__EXERCISE REQUIREMENTS__
Produce word for word the lines of the data below running from the one that has "assert_eq!(enqueued.request.serial_id, serial_id);" to the one that has "queue.request_deposit(&tail, 20, origin())?;", inclusive, and no others.

*** Opening of TASK DATA ***

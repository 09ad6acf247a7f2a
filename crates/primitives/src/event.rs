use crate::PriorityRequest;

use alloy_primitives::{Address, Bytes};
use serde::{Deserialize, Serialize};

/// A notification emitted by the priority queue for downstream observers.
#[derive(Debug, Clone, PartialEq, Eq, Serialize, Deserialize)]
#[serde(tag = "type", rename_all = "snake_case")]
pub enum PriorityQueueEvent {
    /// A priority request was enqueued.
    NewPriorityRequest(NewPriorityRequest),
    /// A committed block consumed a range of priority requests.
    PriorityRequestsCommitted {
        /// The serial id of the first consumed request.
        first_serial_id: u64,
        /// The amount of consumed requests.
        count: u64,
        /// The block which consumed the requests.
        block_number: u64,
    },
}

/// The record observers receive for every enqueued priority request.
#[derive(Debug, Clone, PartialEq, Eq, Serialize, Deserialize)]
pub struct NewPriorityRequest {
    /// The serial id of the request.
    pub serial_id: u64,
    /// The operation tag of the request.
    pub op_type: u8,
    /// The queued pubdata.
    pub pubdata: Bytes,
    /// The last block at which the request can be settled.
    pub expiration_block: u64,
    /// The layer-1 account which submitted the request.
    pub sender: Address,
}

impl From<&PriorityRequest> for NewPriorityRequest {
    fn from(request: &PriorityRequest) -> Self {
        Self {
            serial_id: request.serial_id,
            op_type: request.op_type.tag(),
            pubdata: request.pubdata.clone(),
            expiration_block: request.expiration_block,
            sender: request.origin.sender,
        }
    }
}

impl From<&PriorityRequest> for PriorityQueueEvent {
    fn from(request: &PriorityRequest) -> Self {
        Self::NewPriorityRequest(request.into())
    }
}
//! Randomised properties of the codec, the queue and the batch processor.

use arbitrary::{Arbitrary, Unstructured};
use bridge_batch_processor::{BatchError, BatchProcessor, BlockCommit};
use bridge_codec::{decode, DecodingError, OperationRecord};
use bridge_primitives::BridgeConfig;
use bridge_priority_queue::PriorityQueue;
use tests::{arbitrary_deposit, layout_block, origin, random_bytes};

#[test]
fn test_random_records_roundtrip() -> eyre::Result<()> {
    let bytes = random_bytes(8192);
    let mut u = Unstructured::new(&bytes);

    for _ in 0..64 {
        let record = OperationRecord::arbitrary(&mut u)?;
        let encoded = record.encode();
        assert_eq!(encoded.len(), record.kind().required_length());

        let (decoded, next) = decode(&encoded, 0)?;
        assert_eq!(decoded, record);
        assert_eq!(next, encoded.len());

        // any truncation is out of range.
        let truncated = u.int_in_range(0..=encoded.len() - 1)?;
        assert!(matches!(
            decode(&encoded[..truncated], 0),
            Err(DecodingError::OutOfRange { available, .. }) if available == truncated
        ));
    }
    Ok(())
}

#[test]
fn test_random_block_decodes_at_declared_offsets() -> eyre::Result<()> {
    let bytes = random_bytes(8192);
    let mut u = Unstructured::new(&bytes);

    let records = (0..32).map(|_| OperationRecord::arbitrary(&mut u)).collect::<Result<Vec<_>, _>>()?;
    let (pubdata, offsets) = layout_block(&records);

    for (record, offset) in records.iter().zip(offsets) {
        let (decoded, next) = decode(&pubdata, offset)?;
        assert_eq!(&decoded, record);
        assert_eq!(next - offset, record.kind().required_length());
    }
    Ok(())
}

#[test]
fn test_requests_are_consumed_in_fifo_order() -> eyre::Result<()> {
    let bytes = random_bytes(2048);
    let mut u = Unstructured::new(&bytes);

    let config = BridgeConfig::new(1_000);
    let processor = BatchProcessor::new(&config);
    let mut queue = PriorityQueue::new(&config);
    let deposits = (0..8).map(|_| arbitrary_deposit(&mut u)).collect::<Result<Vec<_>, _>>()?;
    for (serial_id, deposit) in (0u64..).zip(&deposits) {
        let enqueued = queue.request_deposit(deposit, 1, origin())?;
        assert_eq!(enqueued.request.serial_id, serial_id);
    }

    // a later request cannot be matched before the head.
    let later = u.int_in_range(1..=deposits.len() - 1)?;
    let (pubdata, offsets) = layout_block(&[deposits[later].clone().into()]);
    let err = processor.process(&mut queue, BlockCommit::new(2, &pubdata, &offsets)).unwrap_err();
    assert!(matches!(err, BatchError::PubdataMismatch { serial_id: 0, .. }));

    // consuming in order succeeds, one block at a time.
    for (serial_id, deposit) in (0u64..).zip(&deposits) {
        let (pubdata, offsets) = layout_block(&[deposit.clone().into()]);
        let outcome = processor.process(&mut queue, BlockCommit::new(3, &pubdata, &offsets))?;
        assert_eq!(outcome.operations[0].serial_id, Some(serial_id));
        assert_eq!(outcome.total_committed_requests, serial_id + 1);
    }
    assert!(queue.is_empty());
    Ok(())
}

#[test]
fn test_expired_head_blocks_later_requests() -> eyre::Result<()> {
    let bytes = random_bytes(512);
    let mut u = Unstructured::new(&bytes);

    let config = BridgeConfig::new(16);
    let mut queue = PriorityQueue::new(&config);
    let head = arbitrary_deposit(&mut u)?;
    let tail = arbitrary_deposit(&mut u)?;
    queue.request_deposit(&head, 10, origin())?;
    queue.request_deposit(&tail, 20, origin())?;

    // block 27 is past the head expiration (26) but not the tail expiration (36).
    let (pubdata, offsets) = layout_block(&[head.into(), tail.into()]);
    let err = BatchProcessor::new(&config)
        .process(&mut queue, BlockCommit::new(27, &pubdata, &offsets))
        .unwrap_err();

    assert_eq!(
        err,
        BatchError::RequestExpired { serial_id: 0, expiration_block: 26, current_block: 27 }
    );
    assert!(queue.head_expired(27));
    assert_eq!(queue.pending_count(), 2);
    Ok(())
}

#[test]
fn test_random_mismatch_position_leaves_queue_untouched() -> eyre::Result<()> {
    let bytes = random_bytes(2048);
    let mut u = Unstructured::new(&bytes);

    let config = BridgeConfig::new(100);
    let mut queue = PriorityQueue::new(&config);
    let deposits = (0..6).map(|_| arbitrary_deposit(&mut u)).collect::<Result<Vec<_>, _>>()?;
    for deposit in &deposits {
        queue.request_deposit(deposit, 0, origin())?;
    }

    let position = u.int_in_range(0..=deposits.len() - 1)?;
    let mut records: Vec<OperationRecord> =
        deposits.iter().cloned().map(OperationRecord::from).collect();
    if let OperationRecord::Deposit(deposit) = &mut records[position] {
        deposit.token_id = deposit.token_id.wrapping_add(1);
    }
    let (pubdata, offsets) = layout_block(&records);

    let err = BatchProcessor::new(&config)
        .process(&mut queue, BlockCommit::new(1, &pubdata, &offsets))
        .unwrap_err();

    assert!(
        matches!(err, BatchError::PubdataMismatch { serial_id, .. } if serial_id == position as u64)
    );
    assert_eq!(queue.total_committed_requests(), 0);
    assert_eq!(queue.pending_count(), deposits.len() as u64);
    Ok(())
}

*** Close of TASK DATA ***
*** Opening of TASK DATA ***

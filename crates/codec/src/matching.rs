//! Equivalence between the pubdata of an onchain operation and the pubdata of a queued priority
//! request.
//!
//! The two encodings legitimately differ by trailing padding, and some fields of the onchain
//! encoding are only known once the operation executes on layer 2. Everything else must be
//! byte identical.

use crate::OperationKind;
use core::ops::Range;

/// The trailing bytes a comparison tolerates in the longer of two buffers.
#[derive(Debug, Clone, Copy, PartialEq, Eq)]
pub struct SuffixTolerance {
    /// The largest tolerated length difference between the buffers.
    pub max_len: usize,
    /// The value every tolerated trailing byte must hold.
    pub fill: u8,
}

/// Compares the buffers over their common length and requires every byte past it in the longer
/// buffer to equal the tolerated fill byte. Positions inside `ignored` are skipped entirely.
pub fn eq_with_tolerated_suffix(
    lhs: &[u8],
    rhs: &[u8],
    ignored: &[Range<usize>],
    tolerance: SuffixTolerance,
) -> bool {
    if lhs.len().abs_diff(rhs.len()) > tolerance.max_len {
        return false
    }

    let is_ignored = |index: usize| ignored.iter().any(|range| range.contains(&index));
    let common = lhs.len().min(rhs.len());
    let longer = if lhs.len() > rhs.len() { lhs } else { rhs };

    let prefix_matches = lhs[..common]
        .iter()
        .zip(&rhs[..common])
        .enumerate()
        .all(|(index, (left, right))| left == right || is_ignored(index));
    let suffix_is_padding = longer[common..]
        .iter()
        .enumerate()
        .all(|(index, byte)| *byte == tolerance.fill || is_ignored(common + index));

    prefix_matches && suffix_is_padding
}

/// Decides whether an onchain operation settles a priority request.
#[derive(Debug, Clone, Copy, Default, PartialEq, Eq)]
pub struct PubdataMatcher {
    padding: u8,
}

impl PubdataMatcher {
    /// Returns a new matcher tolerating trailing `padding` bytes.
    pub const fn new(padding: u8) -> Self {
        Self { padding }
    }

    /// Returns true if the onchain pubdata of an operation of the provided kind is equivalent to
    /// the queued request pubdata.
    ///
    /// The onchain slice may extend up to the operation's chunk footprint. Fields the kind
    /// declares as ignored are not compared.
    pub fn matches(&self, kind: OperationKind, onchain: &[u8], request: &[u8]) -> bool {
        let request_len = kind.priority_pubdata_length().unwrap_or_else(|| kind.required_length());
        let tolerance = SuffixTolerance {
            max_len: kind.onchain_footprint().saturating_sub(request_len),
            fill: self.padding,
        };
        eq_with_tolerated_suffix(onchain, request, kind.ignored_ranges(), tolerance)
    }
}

*** Close of TASK DATA ***

__TASK SOLUTION__
        assert_eq!(enqueued.request.serial_id, serial_id);
    }

    // a later request cannot be matched before the head.
    let later = u.int_in_range(1..=deposits.len() - 1)?;
    let (pubdata, offsets) = layout_block(&[deposits[later].clone().into()]);
    let err = processor.process(&mut queue, BlockCommit::new(2, &pubdata, &offsets)).unwrap_err();
    assert!(matches!(err, BatchError::PubdataMismatch { serial_id: 0, .. }));

    // consuming in order succeeds, one block at a time.
    for (serial_id, deposit) in (0u64..).zip(&deposits) {
        let (pubdata, offsets) = layout_block(&[deposit.clone().into()]);
        let outcome = processor.process(&mut queue, BlockCommit::new(3, &pubdata, &offsets))?;
        assert_eq!(outcome.operations[0].serial_id, Some(serial_id));
        assert_eq!(outcome.total_committed_requests, serial_id + 1);
    }
    assert!(queue.is_empty());
    Ok(())
}

#[test]
fn test_expired_head_blocks_later_requests() -> eyre::Result<()> {
    let bytes = random_bytes(512);
    let mut u = Unstructured::new(&bytes);

    let config = BridgeConfig::new(16);
    let mut queue = PriorityQueue::new(&config);
    let head = arbitrary_deposit(&mut u)?;
    let tail = arbitrary_deposit(&mut u)?;
    queue.request_deposit(&head, 10, origin())?;
    queue.request_deposit(&tail, 20, origin())?;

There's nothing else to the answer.